I said *almost*, remember.... Well, Canada only has Toronto. Do you think Toronto or maybe other Canadian cities able to beat Hong Kong, Shanghai, Dubai, Tokyo, Singapore, etc.??!!


----------



## Manila-X (Jul 28, 2005)

K14N said:


> I said *almost*, remember.... Well, Canada only has Toronto. Do you think Toronto or maybe other Canadian cities able to beat Hong Kong, Shanghai, Dubai, Tokyo, Singapore, etc.??!!

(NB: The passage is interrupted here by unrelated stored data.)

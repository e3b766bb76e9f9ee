//! Dispatcher: wires the walker, the worker pool and the collector together.
//!
//! ```text
//! walker ──► work queue ──► N workers ──► result queue ──► collector
//!                              │
//!                              └──► completion barrier ──► closes result queue
//! ```

use std::collections::BTreeMap;
use std::path::PathBuf;
use std::sync::Arc;
use std::thread::{self, JoinHandle};
use std::time::Instant;

use crossbeam::channel::{self, Receiver};
use tokio::sync::broadcast;
use tracing::{debug, error, info, warn};

use hashpool_core::{DigestResult, HashOutcome, PipelineConfig};
use hashpool_scan::{WalkSummary, Walker};

use crate::barrier::CompletionBarrier;
use crate::error::PipelineError;
use crate::pool::WorkerPool;
use crate::progress::{HashProgress, PROGRESS_CHANNEL_SIZE, ProgressTracker};
use crate::report::HashReport;

/// Owns the queue lifetimes of a hashing run.
pub struct Dispatcher {
    config: PipelineConfig,
    progress_tx: broadcast::Sender<HashProgress>,
}

impl Dispatcher {
    /// Create a dispatcher for a config.
    pub fn new(config: PipelineConfig) -> Self {
        let (progress_tx, _) = broadcast::channel(PROGRESS_CHANNEL_SIZE);
        Self {
            config,
            progress_tx,
        }
    }

    /// Config this dispatcher runs with.
    pub fn config(&self) -> &PipelineConfig {
        &self.config
    }

    /// Subscribe to progress updates for subsequent runs.
    pub fn subscribe(&self) -> broadcast::Receiver<HashProgress> {
        self.progress_tx.subscribe()
    }

    /// Start a run and return the stream of results.
    ///
    /// Root and configuration errors are returned here, before any worker
    /// thread exists.
    pub fn start(&self) -> Result<ResultStream, PipelineError> {
        let started = Instant::now();
        self.config.validate()?;
        let pool = WorkerPool::new(self.config.worker_count)?;
        let walker = Walker::new(&self.config)?;
        let root = walker.root().to_path_buf();

        let (work_tx, work_rx) = channel::bounded(self.config.queue_capacity);
        let (result_tx, result_rx) = channel::bounded(self.config.queue_capacity);
        let barrier = CompletionBarrier::new();
        let progress = Arc::new(ProgressTracker::new(self.progress_tx.clone()));

        let workers = pool
            .spawn(
                work_rx,
                result_tx.clone(),
                self.config.digest_algorithm,
                &barrier,
                progress,
            )
            .map_err(|source| PipelineError::Spawn {
                name: "worker",
                source,
            })?;

        let walker_handle = thread::Builder::new()
            .name("hashpool-walker".to_string())
            .spawn(move || walker.feed(work_tx))
            .map_err(|source| PipelineError::Spawn {
                name: "walker",
                source,
            })?;

        // The watcher holds the last result sender; the result queue closes
        // only after every worker has released the barrier.
        let watcher_handle = thread::Builder::new()
            .name("hashpool-barrier".to_string())
            .spawn(move || {
                debug!(outstanding = barrier.outstanding(), "waiting for workers");
                barrier.wait();
                for worker in workers {
                    if worker.join().is_err() {
                        error!("hashing worker panicked");
                    }
                }
                drop(result_tx);
            })
            .map_err(|source| PipelineError::Spawn {
                name: "barrier watcher",
                source,
            })?;

        Ok(ResultStream {
            results: result_rx,
            walker: Some(walker_handle),
            watcher: Some(watcher_handle),
            root,
            started,
        })
    }

    /// Run to completion and collect every outcome.
    pub fn run(&self) -> Result<HashReport, PipelineError> {
        self.run_with(|_| {})
    }

    /// Run to completion, handing each result to `sink` as it arrives.
    pub fn run_with<F>(&self, mut sink: F) -> Result<HashReport, PipelineError>
    where
        F: FnMut(&DigestResult),
    {
        let mut stream = self.start()?;
        let mut results = BTreeMap::new();
        let mut bytes_hashed = 0;

        for result in stream.by_ref() {
            sink(&result);
            bytes_hashed += collect(&mut results, result);
        }

        let root = stream.root.clone();
        let started = stream.started;
        let (walk, leftover) = stream.finish()?;
        for result in leftover {
            sink(&result);
            bytes_hashed += collect(&mut results, result);
        }

        let report = HashReport {
            root,
            algorithm: self.config.digest_algorithm,
            worker_count: self.config.worker_count,
            results,
            bytes_hashed,
            warnings: walk.warnings,
            duration: started.elapsed(),
        };

        info!(
            root = %report.root.display(),
            hashed = report.hashed_count(),
            failed = report.failed_count(),
            warnings = report.warnings.len(),
            elapsed_ms = report.duration.as_millis() as u64,
            "hashing run complete"
        );

        Ok(report)
    }
}

/// Record a result and return the bytes it adds to the run total.
fn collect(results: &mut BTreeMap<PathBuf, HashOutcome>, result: DigestResult) -> u64 {
    if results.insert(result.path.clone(), result.outcome).is_some() {
        warn!(path = %result.path.display(), "duplicate result for path");
        return 0;
    }
    result.bytes
}

/// Streaming view of the result queue.
///
/// Iterating yields results as workers publish them and ends once the
/// result queue is closed. Dropping the stream early makes the workers and
/// the walker stop at their next send.
pub struct ResultStream {
    results: Receiver<DigestResult>,
    walker: Option<JoinHandle<WalkSummary>>,
    watcher: Option<JoinHandle<()>>,
    root: PathBuf,
    started: Instant,
}

impl ResultStream {
    /// Canonical root being walked.
    pub fn root(&self) -> &PathBuf {
        &self.root
    }

    /// Drain the queue and wait for the walker and the barrier watcher.
    ///
    /// Returns the walk summary and any results not yet taken from the
    /// stream.
    pub fn finish(mut self) -> Result<(WalkSummary, Vec<DigestResult>), PipelineError> {
        let leftover: Vec<DigestResult> = self.results.iter().collect();

        let summary = match self.walker.take() {
            Some(handle) => handle
                .join()
                .map_err(|_| PipelineError::Panicked { name: "walker" })?,
            None => WalkSummary::default(),
        };

        if let Some(handle) = self.watcher.take() {
            handle
                .join()
                .map_err(|_| PipelineError::Panicked {
                    name: "barrier watcher",
                })?;
        }

        Ok((summary, leftover))
    }
}

impl Iterator for ResultStream {
    type Item = DigestResult;

    fn next(&mut self) -> Option<Self::Item> {
        self.results.recv().ok()
    }
}

#[cfg(test)]
mod tests {
    use super::*;
    use std::fs;
    use tempfile::TempDir;

    use hashpool_core::WalkError;

    fn create_test_tree() -> TempDir {
        let temp = TempDir::new().unwrap();
        let root = temp.path();

        fs::write(root.join("a.txt"), "x").unwrap();
        fs::write(root.join("b.txt"), "y").unwrap();
        fs::create_dir(root.join("sub")).unwrap();
        fs::write(root.join("sub/c.txt"), "x").unwrap();

        temp
    }

    #[test]
    fn test_stream_yields_every_file() {
        let temp = create_test_tree();
        let dispatcher = Dispatcher::new(PipelineConfig::new(temp.path()));

        let mut stream = dispatcher.start().unwrap();
        let streamed: Vec<DigestResult> = stream.by_ref().collect();
        let (summary, leftover) = stream.finish().unwrap();

        assert_eq!(streamed.len(), 3);
        assert!(leftover.is_empty());
        assert_eq!(summary.files_discovered, 3);
        assert!(streamed.iter().all(DigestResult::is_hashed));
    }

    #[test]
    fn test_finish_returns_unread_results() {
        let temp = create_test_tree();
        let dispatcher = Dispatcher::new(PipelineConfig::new(temp.path()));

        let stream = dispatcher.start().unwrap();
        let (summary, leftover) = stream.finish().unwrap();

        assert_eq!(summary.files_discovered, 3);
        assert_eq!(leftover.len(), 3);
    }

    #[test]
    fn test_missing_root_fails_before_start() {
        let temp = TempDir::new().unwrap();
        let dispatcher = Dispatcher::new(PipelineConfig::new(temp.path().join("absent")));

        let err = dispatcher.start().err().unwrap();
        assert!(matches!(err, PipelineError::Walk(WalkError::NotFound { .. })));
    }

    #[test]
    fn test_invalid_config_rejected() {
        let temp = create_test_tree();
        let mut config = PipelineConfig::new(temp.path());
        config.worker_count = 0;

        let err = Dispatcher::new(config).run().unwrap_err();
        assert!(matches!(err, PipelineError::Config(_)));
    }

    #[test]
    fn test_run_with_sink_sees_each_result() {
        let temp = create_test_tree();
        let dispatcher = Dispatcher::new(PipelineConfig::new(temp.path()));

        let mut seen = Vec::new();
        let report = dispatcher.run_with(|r| seen.push(r.path.clone())).unwrap();

        assert_eq!(seen.len(), 3);
        assert_eq!(report.total(), 3);
    }

    #[test]
    fn test_progress_subscription() {
        let temp = create_test_tree();
        let dispatcher = Dispatcher::new(PipelineConfig::new(temp.path()));
        let mut progress_rx = dispatcher.subscribe();

        dispatcher.run().unwrap();

        // Snapshots from different workers can arrive out of order
        let mut updates = Vec::new();
        while let Ok(progress) = progress_rx.try_recv() {
            updates.push(progress);
        }
        assert_eq!(updates.len(), 3);
        assert_eq!(updates.iter().map(|p| p.files_processed()).max(), Some(3));
        assert_eq!(updates.iter().map(|p| p.bytes_hashed).max(), Some(3));
    }
}
//! Hashing progress reporting.

use std::path::PathBuf;
use std::sync::atomic::{AtomicU64, Ordering};
use std::time::{Duration, Instant};

use tokio::sync::broadcast;

/// Capacity of the progress broadcast channel.
pub const PROGRESS_CHANNEL_SIZE: usize = 100;

/// Progress information during a hashing run.
#[derive(Debug, Clone)]
pub struct HashProgress {
    /// Number of files hashed so far.
    pub files_hashed: u64,
    /// Number of files skipped because of errors.
    pub files_failed: u64,
    /// Total bytes hashed so far.
    pub bytes_hashed: u64,
    /// File that was just processed.
    pub current_file: PathBuf,
    /// Time elapsed since the run started.
    pub elapsed: Duration,
}

impl HashProgress {
    /// Create initial progress state.
    pub fn new() -> Self {
        Self {
            files_hashed: 0,
            files_failed: 0,
            bytes_hashed: 0,
            current_file: PathBuf::new(),
            elapsed: Duration::ZERO,
        }
    }

    /// Get total files processed (hashed + failed).
    pub fn files_processed(&self) -> u64 {
        self.files_hashed + self.files_failed
    }
}

impl Default for HashProgress {
    fn default() -> Self {
        Self::new()
    }
}

/// Progress counters shared by all workers of one run.
#[derive(Debug)]
pub(crate) struct ProgressTracker {
    start_time: Instant,
    files_hashed: AtomicU64,
    files_failed: AtomicU64,
    bytes_hashed: AtomicU64,
    tx: broadcast::Sender<HashProgress>,
}

impl ProgressTracker {
    pub fn new(tx: broadcast::Sender<HashProgress>) -> Self {
        Self {
            start_time: Instant::now(),
            files_hashed: AtomicU64::new(0),
            files_failed: AtomicU64::new(0),
            bytes_hashed: AtomicU64::new(0),
            tx,
        }
    }

    pub fn record_hashed(&self, path: PathBuf, bytes: u64) {
        self.files_hashed.fetch_add(1, Ordering::Relaxed);
        self.bytes_hashed.fetch_add(bytes, Ordering::Relaxed);
        self.publish(path);
    }

    pub fn record_failed(&self, path: PathBuf) {
        self.files_failed.fetch_add(1, Ordering::Relaxed);
        self.publish(path);
    }

    pub fn snapshot(&self, current_file: PathBuf) -> HashProgress {
        HashProgress {
            files_hashed: self.files_hashed.load(Ordering::Relaxed),
            files_failed: self.files_failed.load(Ordering::Relaxed),
            bytes_hashed: self.bytes_hashed.load(Ordering::Relaxed),
            current_file,
            elapsed: self.start_time.elapsed(),
        }
    }

    fn publish(&self, path: PathBuf) {
        // No subscribers is fine
        if self.tx.receiver_count() > 0 {
            let _ = self.tx.send(self.snapshot(path));
        }
    }
}

#[cfg(test)]
mod tests {
    use super::*;

    #[test]
    fn test_initial_progress() {
        let progress = HashProgress::new();
        assert_eq!(progress.files_processed(), 0);
        assert_eq!(progress.bytes_hashed, 0);
    }

    #[test]
    fn test_tracker_publishes_snapshots() {
        let (tx, mut rx) = broadcast::channel(PROGRESS_CHANNEL_SIZE);
        let tracker = ProgressTracker::new(tx);

        tracker.record_hashed(PathBuf::from("/a"), 10);
        tracker.record_failed(PathBuf::from("/b"));

        let first = rx.try_recv().unwrap();
        assert_eq!(first.files_hashed, 1);
        assert_eq!(first.bytes_hashed, 10);

        let second = rx.try_recv().unwrap();
        assert_eq!(second.files_failed, 1);
        assert_eq!(second.files_processed(), 2);
        assert_eq!(second.current_file, PathBuf::from("/b"));
    }
}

Toronto? How about Montreal, Vancouver, Calgary, etc. They may not be as tall or as striking as the mentioned Asian skylines but they have density.


----------



## K14N (Jun 23, 2008)

WANCH said:


> Toronto? How about Montreal, Vancouver, Calgary, etc. They may not be as tall or as striking as the mentioned Asian skylines but they have density.



Yeah, but still unable to beat Asian Cities :cheers:


----------



## Manila-X (Jul 28, 2005)

K14N said:


> Yeah, but still unable to beat Asian Cities :cheers:


That's only this century and the mid-90s. 

HK set the lead with the BoC which was the first Asian scraper to reach past the 300 metre mark.


----------



## K14N (Jun 23, 2008)

^^ In the future I think more skyscrapers are going to be built in Asia rather than North America or any other parts of the world, except USA or other countries in North America can boost their engine


----------



## Brummyboy92 (Aug 2, 2007)

This is stupid Asian skylines are too commen and simular, and how some of you can say dubai is hurrendous. Dubai is a mess write now.

So if I was going to put it in an order I would say.

1. North America
2. Asia/ Europe
3. South America
4. Australia
5. Africa

Australia is so low because they probaly have two, maybe three cities that I can regognise from the skyline. And with the rest many more! People have to face it, Australias skylines are nice.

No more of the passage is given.